### EXERCISE OBJECTIVE:
Each line below that includes the word "queries" adds one to the count; give that count and nothing else.

--------------------------------

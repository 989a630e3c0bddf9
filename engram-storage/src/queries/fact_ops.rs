//! Fact insertion, truth-maintenance updates, and slot queries.

use chrono::{DateTime, Utc};
use rusqlite::{params, Connection, OptionalExtension};

use engram_core::errors::EngramResult;
use engram_core::models::{Fact, FactStatus, NewFact, Polarity, Scope};

use super::{parse_dt, parse_dt_opt, placeholders};
use crate::to_storage_err;

const COLUMNS: &str = "id, subject_entity_id, predicate, object_entity_id, object_literal,
                       datatype, polarity, valid_from, valid_to, status, confidence,
                       created_from, created_at, scope, project_path, embedding_json";

pub fn insert_fact(conn: &Connection, fact: &NewFact) -> EngramResult<i64> {
    // A global fact never carries a project path.
    let project_path = match fact.scope {
        Scope::Global => None,
        Scope::Project => fact.project_path.as_deref(),
    };

    conn.execute(
        "INSERT INTO facts (
            subject_entity_id, predicate, object_entity_id, object_literal, datatype,
            polarity, valid_from, valid_to, status, confidence, created_from,
            scope, project_path, embedding_json
         ) VALUES (?1, ?2, ?3, ?4, ?5, ?6, ?7, NULL, ?8, ?9, ?10, ?11, ?12, ?13)",
        params![
            fact.subject_entity_id,
            fact.predicate,
            fact.object_entity_id,
            fact.object_literal,
            fact.datatype,
            fact.polarity.as_str(),
            fact.valid_from.to_rfc3339(),
            fact.status.as_str(),
            fact.confidence.clamp(0.0, 1.0),
            fact.created_from,
            fact.scope.as_str(),
            project_path,
            fact.embedding_json,
        ],
    )
    .map_err(|e| to_storage_err(e.to_string()))?;
    Ok(conn.last_insert_rowid())
}

pub fn get_fact(conn: &Connection, id: i64) -> EngramResult<Option<Fact>> {
    let result = conn
        .query_row(
            &format!("SELECT {COLUMNS} FROM facts WHERE id = ?1"),
            params![id],
            |row| Ok(row_to_fact(row)),
        )
        .optional()
        .map_err(|e| to_storage_err(e.to_string()))?;
    result.transpose()
}

/// Facts in a `(subject, predicate)` slot with the given status.
pub fn facts_for_slot(
    conn: &Connection,
    subject_entity_id: i64,
    predicate: &str,
    status: FactStatus,
) -> EngramResult<Vec<Fact>> {
    let mut stmt = conn
        .prepare(&format!(
            "SELECT {COLUMNS} FROM facts
             WHERE subject_entity_id = ?1 AND predicate = ?2 AND status = ?3
             ORDER BY created_at"
        ))
        .map_err(|e| to_storage_err(e.to_string()))?;
    let rows = stmt
        .query_map(params![subject_entity_id, predicate, status.as_str()], |row| {
            Ok(row_to_fact(row))
        })
        .map_err(|e| to_storage_err(e.to_string()))?;
    collect_facts(rows)
}

/// Transition a fact's truth-maintenance status, optionally closing its
/// validity interval.
pub fn update_fact_status(
    conn: &Connection,
    id: i64,
    status: FactStatus,
    valid_to: Option<DateTime<Utc>>,
) -> EngramResult<()> {
    conn.execute(
        "UPDATE facts SET status = ?2, valid_to = COALESCE(?3, valid_to) WHERE id = ?1",
        params![id, status.as_str(), valid_to.map(|t| t.to_rfc3339())],
    )
    .map_err(|e| to_storage_err(e.to_string()))?;
    Ok(())
}

pub fn update_fact_scope(
    conn: &Connection,
    id: i64,
    scope: Scope,
    project_path: Option<&str>,
) -> EngramResult<()> {
    let project_path = match scope {
        Scope::Global => None,
        Scope::Project => project_path,
    };
    conn.execute(
        "UPDATE facts SET scope = ?2, project_path = ?3 WHERE id = ?1",
        params![id, scope.as_str(), project_path],
    )
    .map_err(|e| to_storage_err(e.to_string()))?;
    Ok(())
}

pub fn update_fact_embedding(conn: &Connection, id: i64, embedding_json: &str) -> EngramResult<()> {
    conn.execute(
        "UPDATE facts SET embedding_json = ?2 WHERE id = ?1",
        params![id, embedding_json],
    )
    .map_err(|e| to_storage_err(e.to_string()))?;
    Ok(())
}

/// Facts carrying an embedding, oldest first, for ranking or backfill.
pub fn facts_with_embeddings(conn: &Connection, limit: usize) -> EngramResult<Vec<Fact>> {
    let mut stmt = conn
        .prepare(&format!(
            "SELECT {COLUMNS} FROM facts
             WHERE embedding_json IS NOT NULL
             ORDER BY id
             LIMIT ?1"
        ))
        .map_err(|e| to_storage_err(e.to_string()))?;
    let rows = stmt
        .query_map(params![limit as i64], |row| Ok(row_to_fact(row)))
        .map_err(|e| to_storage_err(e.to_string()))?;
    collect_facts(rows)
}

/// Most recently created facts, for recall projections.
pub fn recent_facts(conn: &Connection, limit: usize) -> EngramResult<Vec<Fact>> {
    let mut stmt = conn
        .prepare(&format!(
            "SELECT {COLUMNS} FROM facts
             ORDER BY created_at DESC, id DESC
             LIMIT ?1"
        ))
        .map_err(|e| to_storage_err(e.to_string()))?;
    let rows = stmt
        .query_map(params![limit as i64], |row| Ok(row_to_fact(row)))
        .map_err(|e| to_storage_err(e.to_string()))?;
    collect_facts(rows)
}

/// Batched lookup for detail projections.
pub fn facts_by_ids(conn: &Connection, ids: &[i64]) -> EngramResult<Vec<Fact>> {
    if ids.is_empty() {
        return Ok(Vec::new());
    }
    let sql = format!(
        "SELECT {COLUMNS} FROM facts WHERE id IN ({})",
        placeholders(ids.len())
    );
    let mut stmt = conn.prepare(&sql).map_err(|e| to_storage_err(e.to_string()))?;
    let rows = stmt
        .query_map(rusqlite::params_from_iter(ids.iter()), |row| {
            Ok(row_to_fact(row))
        })
        .map_err(|e| to_storage_err(e.to_string()))?;
    collect_facts(rows)
}

fn collect_facts(
    rows: impl Iterator<Item = rusqlite::Result<EngramResult<Fact>>>,
) -> EngramResult<Vec<Fact>> {
    let mut facts = Vec::new();
    for row in rows {
        facts.push(row.map_err(|e| to_storage_err(e.to_string()))??);
    }
    Ok(facts)
}

pub(crate) fn row_to_fact(row: &rusqlite::Row<'_>) -> EngramResult<Fact> {
    let polarity_str: String = row.get(6).map_err(|e| to_storage_err(e.to_string()))?;
    let valid_from: String = row.get(7).map_err(|e| to_storage_err(e.to_string()))?;
    let valid_to: Option<String> = row.get(8).map_err(|e| to_storage_err(e.to_string()))?;
    let status_str: String = row.get(9).map_err(|e| to_storage_err(e.to_string()))?;
    let created_at: String = row.get(12).map_err(|e| to_storage_err(e.to_string()))?;
    let scope_str: String = row.get(13).map_err(|e| to_storage_err(e.to_string()))?;

    Ok(Fact {
        id: row.get(0).map_err(|e| to_storage_err(e.to_string()))?,
        subject_entity_id: row.get(1).map_err(|e| to_storage_err(e.to_string()))?,
        predicate: row.get(2).map_err(|e| to_storage_err(e.to_string()))?,
        object_entity_id: row.get(3).map_err(|e| to_storage_err(e.to_string()))?,
        object_literal: row.get(4).map_err(|e| to_storage_err(e.to_string()))?,
        datatype: row.get(5).map_err(|e| to_storage_err(e.to_string()))?,
        polarity: Polarity::parse(&polarity_str)
            .ok_or_else(|| to_storage_err(format!("unknown polarity '{polarity_str}'")))?,
        valid_from: parse_dt(&valid_from)?,
        valid_to: parse_dt_opt(valid_to)?,
        status: FactStatus::parse(&status_str)
            .ok_or_else(|| to_storage_err(format!("unknown fact status '{status_str}'")))?,
        confidence: row.get(10).map_err(|e| to_storage_err(e.to_string()))?,
        created_from: row.get(11).map_err(|e| to_storage_err(e.to_string()))?,
        created_at: parse_dt(&created_at)?,
        scope: Scope::parse(&scope_str)
            .ok_or_else(|| to_storage_err(format!("unknown scope '{scope_str}'")))?,
        project_path: row.get(14).map_err(|e| to_storage_err(e.to_string()))?,
        embedding_json: row.get(15).map_err(|e| to_storage_err(e.to_string()))?,
    })
}
//! The resolver state machine.
//!
//! Per incoming fact, a single-cardinality slot settles in one of three
//! ways: an idempotent match (provenance only), a supersession (signal
//! present), or a dispute (contradiction without a signal). All writes for
//! one extraction happen inside the caller's transaction.

use std::collections::HashMap;

use chrono::{DateTime, Utc};
use rusqlite::Connection;

use engram_core::errors::EngramResult;
use engram_core::models::{
    slug_for, Extraction, FactStatus, NewFact, NewProvenance, Scope, LINK_SUPERSEDES,
};
use engram_core::traits::IEmbeddingProvider;
use engram_embeddings::EmbeddingGenerator;
use engram_storage::queries::{conflict_ops, entity_ops, fact_ops, link_ops, provenance_ops};

use crate::policy::{Cardinality, PredicatePolicy};

/// Where and when the extraction happened.
#[derive(Debug, Clone, Default)]
pub struct ResolutionContext {
    pub content_item_id: Option<i64>,
    pub occurred_at: Option<DateTime<Utc>>,
    pub project_path: Option<String>,
    pub scope: Scope,
}

/// What one application changed.
#[derive(Debug, Clone, Copy, Default, PartialEq, Eq)]
pub struct ResolutionCounters {
    pub entities_created: usize,
    pub facts_created: usize,
    pub facts_superseded: usize,
    pub conflicts_created: usize,
    pub provenance_created: usize,
}

pub struct Resolver {
    policy: PredicatePolicy,
    embeddings: EmbeddingGenerator,
}

impl Resolver {
    pub fn new() -> Self {
        Self::with_policy(PredicatePolicy::new())
    }

    pub fn with_policy(policy: PredicatePolicy) -> Self {
        Self {
            policy,
            embeddings: EmbeddingGenerator::new(),
        }
    }

    /// Apply one extraction to a store: one transaction, busy-retry outside.
    pub fn apply_to_store(
        &self,
        store: &engram_storage::Store,
        extraction: &Extraction,
        ctx: &ResolutionContext,
    ) -> EngramResult<ResolutionCounters> {
        store.transaction_with_retry(|conn| self.apply(conn, extraction, ctx))
    }

    /// Apply one extraction. Must run inside the caller's transaction so a
    /// failure in any provenance, link, or conflict write rolls back the
    /// fact inserts with it.
    pub fn apply(
        &self,
        conn: &Connection,
        extraction: &Extraction,
        ctx: &ResolutionContext,
    ) -> EngramResult<ResolutionCounters> {
        let mut counters = ResolutionCounters::default();
        let mut entity_ids: HashMap<&str, i64> = HashMap::new();

        // Upsert every declared entity once, keyed by name.
        for entity in &extraction.entities {
            let id = self.upsert_entity(conn, &entity.entity_type, &entity.name, &mut counters)?;
            entity_ids.insert(entity.name.as_str(), id);
        }

        for fact in &extraction.facts {
            let subject_id = match entity_ids.get(fact.subject.as_str()) {
                Some(id) => *id,
                None => {
                    let id = self.upsert_entity(conn, "repo", &fact.subject, &mut counters)?;
                    entity_ids.insert(fact.subject.as_str(), id);
                    id
                }
            };

            // The object is an entity reference when the extraction declared
            // it, a literal otherwise.
            let object_entity_id = entity_ids.get(fact.object.as_str()).copied();
            let object_literal = if object_entity_id.is_none() {
                Some(fact.object.clone())
            } else {
                None
            };

            let rule = self.policy.rule_for(&fact.predicate);
            let existing = if rule.cardinality == Cardinality::Single {
                fact_ops::facts_for_slot(conn, subject_id, &fact.predicate, FactStatus::Active)?
            } else {
                Vec::new()
            };

            if !existing.is_empty() {
                // Idempotent match: same object already active in the slot.
                let matched = existing.iter().find(|candidate| {
                    let literal_match = match (&candidate.object_literal, &object_literal) {
                        (Some(a), Some(b)) => a.eq_ignore_ascii_case(b),
                        _ => false,
                    };
                    let entity_match = object_entity_id.is_some()
                        && candidate.object_entity_id == object_entity_id;
                    literal_match || entity_match
                });
                if let Some(candidate) = matched {
                    provenance_ops::insert_provenance(
                        conn,
                        &NewProvenance {
                            fact_id: candidate.id,
                            content_item_id: ctx.content_item_id,
                            quote: fact.quote.clone(),
                            attribution_entity_id: None,
                            strength: fact.strength.unwrap_or_default(),
                        },
                    )?;
                    counters.provenance_created += 1;
                    continue;
                }

                let new_fact = self.build_fact(
                    fact,
                    subject_id,
                    object_entity_id,
                    object_literal.clone(),
                    ctx,
                )?;

                let signaled = fact.strength
                    == Some(engram_core::models::ProvenanceStrength::Stated)
                    || fact.supersedes;
                if signaled {
                    // Replace every matching active fact.
                    let valid_to = ctx.occurred_at.unwrap_or_else(Utc::now);
                    let new_id = fact_ops::insert_fact(conn, &new_fact)?;
                    for old in &existing {
                        fact_ops::update_fact_status(
                            conn,
                            old.id,
                            FactStatus::Superseded,
                            Some(valid_to),
                        )?;
                        link_ops::insert_fact_link(conn, new_id, old.id, LINK_SUPERSEDES)?;
                        counters.facts_superseded += 1;
                    }
                    counters.facts_created += 1;
                    self.attach_provenance(conn, new_id, fact, ctx, &mut counters)?;
                } else {
                    // Contradiction without a signal: record, don't replace.
                    let mut disputed = new_fact;
                    disputed.status = FactStatus::Disputed;
                    let new_id = fact_ops::insert_fact(conn, &disputed)?;
                    conflict_ops::insert_conflict(
                        conn,
                        new_id,
                        existing[0].id,
                        Some(&format!("Contradicting {} claims", fact.predicate)),
                    )?;
                    counters.facts_created += 1;
                    counters.conflicts_created += 1;
                    self.attach_provenance(conn, new_id, fact, ctx, &mut counters)?;
                }
                continue;
            }

            // Multi-cardinality, or an empty slot.
            let new_fact =
                self.build_fact(fact, subject_id, object_entity_id, object_literal, ctx)?;
            let new_id = fact_ops::insert_fact(conn, &new_fact)?;
            counters.facts_created += 1;
            self.attach_provenance(conn, new_id, fact, ctx, &mut counters)?;
        }

        tracing::debug!(
            entities = counters.entities_created,
            facts = counters.facts_created,
            superseded = counters.facts_superseded,
            conflicts = counters.conflicts_created,
            "extraction applied"
        );
        Ok(counters)
    }

    fn upsert_entity(
        &self,
        conn: &Connection,
        entity_type: &str,
        name: &str,
        counters: &mut ResolutionCounters,
    ) -> EngramResult<i64> {
        let slug = slug_for(entity_type, name);
        if let Some(entity) = entity_ops::entity_by_slug(conn, &slug)? {
            // A different surface form of a known entity becomes an alias.
            if entity.canonical_name != name {
                entity_ops::add_alias(conn, entity.id, name, Some("extraction"), 0.9)?;
            }
            return Ok(entity.id);
        }
        let entity = entity_ops::find_or_create_entity(conn, entity_type, name)?;
        counters.entities_created += 1;
        Ok(entity.id)
    }

    fn build_fact(
        &self,
        fact: &engram_core::models::ExtractedFact,
        subject_id: i64,
        object_entity_id: Option<i64>,
        object_literal: Option<String>,
        ctx: &ResolutionContext,
    ) -> EngramResult<NewFact> {
        let scope = fact.scope_hint.unwrap_or(ctx.scope);
        let vector = self.embeddings.embed(&format!(
            "{} {} {}",
            fact.subject, fact.predicate, fact.object
        ))?;

        Ok(NewFact {
            subject_entity_id: subject_id,
            predicate: fact.predicate.clone(),
            object_entity_id,
            object_literal,
            datatype: None,
            polarity: fact.polarity.unwrap_or_default(),
            valid_from: ctx.occurred_at.unwrap_or_else(Utc::now),
            status: FactStatus::Active,
            confidence: fact.confidence.unwrap_or(1.0).clamp(0.0, 1.0),
            created_from: ctx
                .content_item_id
                .map(|id| format!("content:{id}"))
                .or_else(|| Some("extraction".to_string())),
            scope,
            project_path: match scope {
                Scope::Project => ctx.project_path.clone(),
                Scope::Global => None,
            },
            embedding_json: Some(serde_json::to_string(&vector)?),
        })
    }

    fn attach_provenance(
        &self,
        conn: &Connection,
        fact_id: i64,
        fact: &engram_core::models::ExtractedFact,
        ctx: &ResolutionContext,
        counters: &mut ResolutionCounters,
    ) -> EngramResult<()> {
        provenance_ops::insert_provenance(
            conn,
            &NewProvenance {
                fact_id,
                content_item_id: ctx.content_item_id,
                quote: fact.quote.clone(),
                attribution_entity_id: None,
                strength: fact.strength.unwrap_or_default(),
            },
        )?;
        counters.provenance_created += 1;
        Ok(())
    }
}

impl Default for Resolver {
    fn default() -> Self {
        Self::new()
    }
}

--------------------------------

### ANSWER BELOW:
3